Vernonia cinerea (V cinerea) is a plant distributed in grassy areas in Southeast Asia and has several pharmacological effects, including antidiabetic activity. However, the information available regarding the effect of V cinerea on insulin resistance in high-fat diet (HFD)–induced obese mice is not yet determined. We hypothesized that V cinerea water extract (VC) improves insulin sensitivity in HFD-induced obese mice by modulating both phosphatidylinositol-3-kinase (PI3K) and adenosine monophosphate–activated protein kinase (AMPK) pathways in liver, skeletal muscle, and adipose tissue. Obesity was induced in mice from the Institute for Cancer Research by feeding an HFD 188.28 kJ (45 kcal % lard fat) for 12 weeks. During the last 6 weeks of the HFD, obese mice were treated with VC (250 and 500 mg/kg). We found that VC at both doses significantly reduced the hyperglycemia, hyperinsulinemia, hyperleptinemia, and hyperlipidemia. Obese mice treated with VC could increase serum adiponectin but reduce the proinflammatory cytokines, tumor necrosis factor–α, and monocyte chemoattractant protein–1. The extracts decreased triglyceride storage in liver and skeletal muscle of obese mice. The average size of fat cells was smaller in VC-treated groups than that of the HFD group. The protein expressions of PI3K and AMPK pathways in liver, skeletal muscle, and adipose tissue were upregulated (increased phosphorylation of PI3K, protein kinase B, AMPK, and acetyl-CoA carboxylase) by VC treatment.

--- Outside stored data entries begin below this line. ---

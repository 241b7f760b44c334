use super::OutputSink;
use crate::error::SinkError;
use crate::models::CalculatedMetrics;
use std::io::Write;

/// One JSON object per line
pub struct JsonSink<W> {
    writer: W,
}

impl<W: Write> JsonSink<W> {
    pub fn new(writer: W) -> Self {
        Self { writer }
    }
}

impl<W: Write + Send> OutputSink for JsonSink<W> {
    fn write_header(&mut self, _fields: &[&str]) -> Result<(), SinkError> {
        // Field names are embedded in every record
        Ok(())
    }

    fn write(
        &mut self,
        record: &CalculatedMetrics,
        _human_readable: bool,
    ) -> Result<(), SinkError> {
        serde_json::to_writer(&mut self.writer, record)?;
        self.writer.write_all(b"\n")?;
        Ok(())
    }

    fn flush(&mut self) -> Result<(), SinkError> {
        self.writer.flush()?;
        Ok(())
    }
}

Furthermore, the glucose transporter 4 was increased in muscle and adipose tissue in obese mice treated with VC. These data indicate that VC treatment stimulates phosphorylation of PI3K and AMPK pathways in liver, muscle, and adipose tissue. Stimulating these pathways may improve impaired glucose and lipid homeostasis in an HFD-induced obesity mouse model. Based on these findings, it appears that VC has potential as a functional food or therapeutic agent in management of insulin resistance related diseases, such as type 2 diabetes mellitus.